Manduel veut rendre les terres en friche aux agriculteurs
La commune de Manduel (6 700 habitants), située en périphérie de Nîmes, veut rendre leur utilité agricole aux terres en friche. « Entre 2006 et 2012, la commune a perdu, rien qu'en vignes, 152 ha, et au moins 50 à 60 hectares de vergers », explique Jean-Marc Granat, maire de cette commune où sera installée la future gare TGV Nîmes-Pont du Gard (mise en service : décembre 2019). La mise en friche des terrains est due à des non-renouvellements de baux, des non-reprises d'exploitations ou des calamités agricoles. Pour enrayer le phénomène, un collectif composé de retraités de services agricoles et experts-comptables s'est emparé du sujet. Objectif : rapprocher propriétaires terriens et agriculteurs.
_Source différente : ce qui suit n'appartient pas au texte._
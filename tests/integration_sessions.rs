#![allow(clippy::unwrap_used, clippy::panic, clippy::missing_panics_doc, missing_debug_implementations, unreachable_pub)]
use reqwest::StatusCode;
use serde_json::{Value, json};
use std::time::Duration;
mod common;

async fn fill(app: &common::TestApp, id: &str) {
    app.update_field(id, "name", "Jo").await;
    app.update_field(id, "email", "jo@x.co").await;
    app.update_field(id, "message", "Hello there, nice to meet you").await;
}

#[tokio::test]
async fn test_new_session_starts_ready_and_empty() {
    let app = common::TestApp::spawn().await;

    let resp = app.client.post(format!("{}/api/contact/sessions", app.api_url)).send().await.unwrap();

    assert_eq!(resp.status(), StatusCode::CREATED);
    let body: Value = resp.json().await.unwrap();
    assert!(body["id"].is_string());
    let view = &body["view"];
    assert_eq!(view["control"], "ready");
    assert_eq!(view["notice"], Value::Null);
    assert_eq!(view["advisory"], Value::Null);
    assert_eq!(view["fieldErrors"], json!({}));
    assert_eq!(view["values"], json!({ "name": "", "email": "", "message": "" }));
}

#[tokio::test]
async fn test_blur_validates_and_change_clears() {
    let app = common::TestApp::spawn().await;
    let id = app.create_session().await;

    let view: Value = app
        .client
        .patch(format!("{}/api/contact/sessions/{id}", app.api_url))
        .json(&json!({ "field": "name", "value": "J", "event": "blur" }))
        .send()
        .await
        .unwrap()
        .json()
        .await
        .unwrap();
    assert_eq!(view["fieldErrors"]["name"], "Name must be at least 2 characters");

    let view = app.update_field(&id, "name", "Jo").await;
    assert!(view["fieldErrors"].get("name").is_none(), "editing clears the field error");
    assert_eq!(view["values"]["name"], "Jo");
}

#[tokio::test]
async fn test_invalid_submit_keeps_form_idle() {
    let app = common::TestApp::spawn().await;
    let id = app.create_session().await;
    app.update_field(&id, "email", "bad").await;
    app.update_field(&id, "message", "short").await;

    let resp = app.submit(&id).await;

    assert_eq!(resp.status(), StatusCode::OK);
    let body: Value = resp.json().await.unwrap();
    assert_eq!(body["outcome"], "invalid");
    assert_eq!(body["view"]["control"], "ready");
    assert_eq!(body["view"]["notice"], Value::Null);
    assert_eq!(
        body["view"]["fieldErrors"],
        json!({
            "name": "Name is required",
            "email": "Please enter a valid email address",
            "message": "Message must be at least 10 characters",
        })
    );
    assert!(app.upstream.sent().is_empty());
}

#[tokio::test]
async fn test_successful_submit_resets_values() {
    let app = common::TestApp::spawn().await;
    let id = app.create_session().await;
    fill(&app, &id).await;

    let body: Value = app.submit(&id).await.json().await.unwrap();

    assert_eq!(body["outcome"], "completed");
    assert_eq!(body["view"]["notice"]["kind"], "success");
    assert_eq!(body["view"]["notice"]["message"], "Message sent successfully! I'll get back to you soon.");
    assert_eq!(body["view"]["values"], json!({ "name": "", "email": "", "message": "" }));
    assert_eq!(app.upstream.sent().len(), 1);
}

#[tokio::test]
async fn test_failed_submit_keeps_values_for_retry() {
    let app = common::TestApp::spawn().await;
    app.upstream.respond_with(StatusCode::TOO_MANY_REQUESTS, "Too Many Requests");
    let id = app.create_session().await;
    fill(&app, &id).await;

    let body: Value = app.submit(&id).await.json().await.unwrap();

    assert_eq!(body["view"]["notice"]["kind"], "error");
    assert_eq!(body["view"]["notice"]["message"], "Too many requests. Please wait a moment and try again.");
    assert_eq!(body["view"]["values"]["name"], "Jo");

    app.upstream.respond_with(StatusCode::OK, "OK");
    let body: Value = app.submit(&id).await.json().await.unwrap();
    assert_eq!(body["view"]["notice"]["kind"], "success");
    assert_eq!(app.upstream.sent().len(), 2);
}

#[tokio::test]
async fn test_second_submit_while_in_flight_is_busy() {
    let app = common::TestApp::spawn().await;
    app.upstream.delay_relay(Duration::from_millis(500));
    let id = app.create_session().await;
    fill(&app, &id).await;

    let first = {
        let client = app.client.clone();
        let url = format!("{}/api/contact/sessions/{id}/submit", app.api_url);
        tokio::spawn(async move { client.post(url).send().await.unwrap().json::<Value>().await.unwrap() })
    };
    tokio::time::sleep(Duration::from_millis(150)).await;

    let view: Value = app
        .client
        .get(format!("{}/api/contact/sessions/{id}", app.api_url))
        .send()
        .await
        .unwrap()
        .json()
        .await
        .unwrap();
    assert_eq!(view["control"], "busy");

    let second: Value = app.submit(&id).await.json().await.unwrap();
    assert_eq!(second["outcome"], "busy");

    let first = first.await.unwrap();
    assert_eq!(first["outcome"], "completed");
    assert_eq!(app.upstream.sent().len(), 1, "only one delivery per attempt");
}

#[tokio::test]
async fn test_deleted_session_is_gone() {
    let app = common::TestApp::spawn().await;
    let id = app.create_session().await;

    let resp = app.client.delete(format!("{}/api/contact/sessions/{id}", app.api_url)).send().await.unwrap();
    assert_eq!(resp.status(), StatusCode::NO_CONTENT);

    let resp = app.client.get(format!("{}/api/contact/sessions/{id}", app.api_url)).send().await.unwrap();
    assert_eq!(resp.status(), StatusCode::NOT_FOUND);
    let body: Value = resp.json().await.unwrap();
    assert_eq!(body["error"], "Contact session not found");

    let resp = app.client.delete(format!("{}/api/contact/sessions/{id}", app.api_url)).send().await.unwrap();
    assert_eq!(resp.status(), StatusCode::NOT_FOUND);
}

#[tokio::test]
async fn test_unknown_session_is_not_found() {
    let app = common::TestApp::spawn().await;
    let id = uuid::Uuid::new_v4();

    let resp = app.submit(&id.to_string()).await;

    assert_eq!(resp.status(), StatusCode::NOT_FOUND);
}

#[tokio::test]
async fn test_session_shows_advisory_when_unconfigured() {
    let app = common::TestApp::spawn_with_config(|config| config.email.service_id = None).await;
    let id = app.create_session().await;
    fill(&app, &id).await;

    let body: Value = app.submit(&id).await.json().await.unwrap();

    assert!(body["view"]["advisory"].as_str().unwrap().contains("being configured"));
    assert_eq!(
        body["view"]["notice"]["message"],
        "Email service is currently unavailable. Please try contacting me directly via email or social media."
    );
    assert!(app.upstream.sent().is_empty());
}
Soutenue par la Ville, l'initiative prévoit l'organisation, le 13 décembre, dans la salle communale, d'une réunion d'information autour des contrats de location à durée déterminée « trop peu utilisés car méconnus des propriétaires ». Manduel a voté en juin une exonération des charges sur le foncier non-bâti pour les propriétaires louant ou exploitant leur terre agricole en bio.
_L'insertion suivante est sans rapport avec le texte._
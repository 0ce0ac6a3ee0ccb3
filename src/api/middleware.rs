use axum::http::{HeaderValue, Request};
use tower_http::request_id::{MakeRequestId, RequestId};
use uuid::Uuid;

/// Keeps a caller-supplied `x-request-id`, otherwise generates a UUID v4.
#[derive(Clone, Copy, Debug, Default)]
pub struct MakeRequestUuidOrHeader;

impl MakeRequestId for MakeRequestUuidOrHeader {
    fn make_request_id<B>(&mut self, request: &Request<B>) -> Option<RequestId> {
        if let Some(existing) = request.headers().get("x-request-id")
            && !existing.is_empty()
        {
            return Some(RequestId::new(existing.clone()));
        }

        HeaderValue::from_str(&Uuid::new_v4().to_string()).ok().map(RequestId::new)
    }
}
« La chambre d'agriculture du Gard reçoit 250 demandes d'installations par an qui ne trouvent pas de terres. Or, à Manduel, plus de 50 % des terrains agricoles sont aujourd'hui inexploités, notamment parce que des propriétaires ne veulent pas se retrouver pieds et poings liés avec un fermage qui les contraint trop. En sus, ils caressent l'espoir de vendre ce même terrain à très bon prix s'il devenait constructible », explique Régis Thibaud, expert-comptable en retraite et membre de ce collectif.